If you are bored with porridge, overnight oats or bircher muesli; try this pancake recipe for a change. Grinding the oats to a fine powder to make these super easy pancakes makes breakfast much more interesting and very healthy! This is a great alternative for Shrove Tuesday if you fancy a spicy pancake. These can made into mini drop scones or, if preferred larger pancakes. The fenugreek leaves can be replaced with chopped spinach.

  • Prep: 10 mins
  • Cook: 10 mins


Any Curry On Cooking spice kit can be used to replace the spices. Use half of the sachet

85 g rolled oats finely ground

2 tbsp gram flour (chickpea flour)

1/2 tsp cumin seeds

1 tsp garam masala

1 tsp black pepper

1 tsp salt/to taste

1/2 small onion finely chopped

1 inch ginger grated

1 green chilli chopped - optional

1 small carrot grated

2 tbsp fenugreek leaves chopped - optional

Oil rapeseed/veg oil for cooking

cold water as needed


1In a mixing bowl add the ground oats, the gram flour along with all the spices; cumin seeds, garam masala, salt, black pepper and mix well.

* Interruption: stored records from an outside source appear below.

//! Configuration — `ufwguard.toml` parsing and runtime settings.
//!
//! [`UfwGuardConfig`] is the top-level structure for the daemon's
//! configuration file.
//!
//! # Loading precedence
//! 1. CLI arguments (highest)
//! 2. Environment variables (`UFWGUARD_DOCKER_SOCKET=/run/docker.sock` form)
//! 3. Config file (`ufwguard.toml`)
//! 4. Defaults (`Default` impl)
//!
//! # Example
//! ```no_run
//! # async fn example() -> Result<(), ufwguard_core::error::UfwGuardError> {
//! use ufwguard_core::config::UfwGuardConfig;
//!
//! // Load from file + apply env overrides
//! let config = UfwGuardConfig::load("ufwguard.toml").await?;
//!
//! // Or parse a TOML string directly
//! let config = UfwGuardConfig::parse("[general]\nlog_level = \"debug\"")?;
//! # Ok(())
//! # }
//! ```

use std::path::Path;

use serde::{Deserialize, Serialize};
use tracing::warn;

use crate::error::{ConfigError, UfwGuardError};

/// Upper bounds for sanity checks.
const MAX_RECONNECT_DELAY_SECS: u64 = 300;
const MAX_COMMAND_TIMEOUT_SECS: u64 = 120;

/// Top-level ufwguard configuration.
///
/// Represents the full `ufwguard.toml` file; each component reads only its
/// own section.
#[derive(Debug, Clone, Default, Serialize, Deserialize)]
pub struct UfwGuardConfig {
    /// General settings (logging)
    #[serde(default)]
    pub general: GeneralConfig,
    /// Docker collaborator settings
    #[serde(default)]
    pub docker: DockerConfig,
    /// UFW control-plane settings
    #[serde(default)]
    pub ufw: UfwConfig,
}

impl UfwGuardConfig {
    /// Loads configuration from a TOML file and applies env-var overrides.
    pub async fn load(path: impl AsRef<Path>) -> Result<Self, UfwGuardError> {
        let mut config = Self::from_file(path).await?;
        config.apply_env_overrides();
        config.validate()?;
        Ok(config)
    }

    /// Loads configuration from a TOML file (no env-var overrides).
    pub async fn from_file(path: impl AsRef<Path>) -> Result<Self, UfwGuardError> {
        let path = path.as_ref();
        let content = tokio::fs::read_to_string(path).await.map_err(|e| {
            if e.kind() == std::io::ErrorKind::NotFound {
                UfwGuardError::Config(ConfigError::FileNotFound {
                    path: path.display().to_string(),
                })
            } else {
                UfwGuardError::Io(e)
            }
        })?;
        let config = Self::parse(&content)?;
        config.validate()?;
        Ok(config)
    }

    /// Parses configuration from a TOML string.
    pub fn parse(toml_str: &str) -> Result<Self, UfwGuardError> {
        toml::from_str(toml_str).map_err(|e| {
            UfwGuardError::Config(ConfigError::ParseFailed {
                reason: e.to_string(),
            })
        })
    }

    /// Applies environment-variable overrides.
    ///
    /// Naming rule: `UFWGUARD_{SECTION}_{FIELD}`, e.g.
    /// `UFWGUARD_GENERAL_LOG_LEVEL=debug`.
    pub fn apply_env_overrides(&mut self) {
        override_string(&mut self.general.log_level, "UFWGUARD_GENERAL_LOG_LEVEL");
        override_string(&mut self.general.log_format, "UFWGUARD_GENERAL_LOG_FORMAT");

        override_string(&mut self.docker.socket, "UFWGUARD_DOCKER_SOCKET");
        override_u64(
            &mut self.docker.reconnect_delay_secs,
            "UFWGUARD_DOCKER_RECONNECT_DELAY_SECS",
        );

        override_bool(&mut self.ufw.use_sudo, "UFWGUARD_UFW_USE_SUDO");
        override_u64(
            &mut self.ufw.command_timeout_secs,
            "UFWGUARD_UFW_COMMAND_TIMEOUT_SECS",
        );
        override_bool(&mut self.ufw.sync_on_start, "UFWGUARD_UFW_SYNC_ON_START");
    }

    /// Validates configuration values.
    pub fn validate(&self) -> Result<(), UfwGuardError> {
        let valid_levels = ["trace", "debug", "info", "warn", "error"];
        if !valid_levels.contains(&self.general.log_level.as_str()) {
            return Err(ConfigError::InvalidValue {
                field: "general.log_level".to_owned(),
                reason: format!("must be one of: {}", valid_levels.join(", ")),
            }
            .into());
        }

        let valid_formats = ["json", "pretty"];
        if !valid_formats.contains(&self.general.log_format.as_str()) {
            return Err(ConfigError::InvalidValue {
                field: "general.log_format".to_owned(),
                reason: format!("must be one of: {}", valid_formats.join(", ")),
            }
            .into());
        }

        if self.docker.socket.is_empty() {
            return Err(ConfigError::InvalidValue {
                field: "docker.socket".to_owned(),
                reason: "must not be empty".to_owned(),
            }
            .into());
        }

        if self.docker.reconnect_delay_secs == 0
            || self.docker.reconnect_delay_secs > MAX_RECONNECT_DELAY_SECS
        {
            return Err(ConfigError::InvalidValue {
                field: "docker.reconnect_delay_secs".to_owned(),
                reason: format!("must be 1-{MAX_RECONNECT_DELAY_SECS}"),
            }
            .into());
        }

        if self.ufw.command_timeout_secs == 0
            || self.ufw.command_timeout_secs > MAX_COMMAND_TIMEOUT_SECS
        {
            return Err(ConfigError::InvalidValue {
                field: "ufw.command_timeout_secs".to_owned(),
                reason: format!("must be 1-{MAX_COMMAND_TIMEOUT_SECS}"),
            }
            .into());
        }

        Ok(())
    }
}

/// General settings.
#[derive(Debug, Clone, Serialize, Deserialize)]
#[serde(default)]
pub struct GeneralConfig {
    /// Log level (trace, debug, info, warn, error)
    pub log_level: String,
    /// Log format (json, pretty)
    pub log_format: String,
}

impl Default for GeneralConfig {
    fn default() -> Self {
        Self {
            log_level: "info".to_owned(),
            log_format: "pretty".to_owned(),
        }
    }
}

/// Docker collaborator settings.
#[derive(Debug, Clone, Serialize, Deserialize)]
#[serde(default)]
pub struct DockerConfig {
    /// Docker socket path
    pub socket: String,
    /// Delay before reconnecting after an event-stream error (seconds)
    pub reconnect_delay_secs: u64,
}

impl Default for DockerConfig {
    fn default() -> Self {
        Self {
            socket: "/var/run/docker.sock".to_owned(),
            reconnect_delay_secs: 5,
        }
    }
}

/// UFW control-plane settings.
#[derive(Debug, Clone, Serialize, Deserialize)]
#[serde(default)]
pub struct UfwConfig {
    /// Invoke ufw through sudo
    pub use_sudo: bool,
    /// Per-invocation timeout (seconds)
    pub command_timeout_secs: u64,
    /// Reconcile already-running managed containers at daemon start
    pub sync_on_start: bool,
}

impl Default for UfwConfig {
    fn default() -> Self {
        Self {
            use_sudo: true,
            command_timeout_secs: 10,
            sync_on_start: true,
        }
    }
}

// --- env override helpers ---

fn override_string(target: &mut String, env_key: &str) {
    if let Ok(val) = std::env::var(env_key) {
        *target = val;
    }
}

fn override_bool(target: &mut bool, env_key: &str) {
    if let Ok(val) = std::env::var(env_key) {
        match val.parse::<bool>() {
            Ok(parsed) => *target = parsed,
            Err(_) => warn!(
                env_key,
                value = val.as_str(),
                "failed to parse bool from env var, ignoring"
            ),
        }
    }
}

fn override_u64(target: &mut u64, env_key: &str) {
    if let Ok(val) = std::env::var(env_key) {
        match val.parse::<u64>() {
            Ok(parsed) => *target = parsed,
            Err(_) => warn!(
                env_key,
                value = val.as_str(),
                "failed to parse u64 from env var, ignoring"
            ),
        }
    }
}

2Add the ginger, chillies, onions, carrots and fenugreek leaves. Mix everything well add water to make into a runny pancake batter. Cover and refrigerate for 5 minutes.

3In a tawa Indian griddle pan or a non-stick frying pan, heat a teaspoon of oil to a medium heat.

4Stir the pancake batter; pour a ladleful on to the pan with the back of tablespoon spread the batter evenly in a round shape. Keep the heat on low, cook for 4-5 minutes or until the underside is cooked a little.

5Flip the pancake cook the other side for 2-3 minutes on low-medium heat. Flip and cook until it becomes golden on. Cook the rest and serve with raita or mint chutney.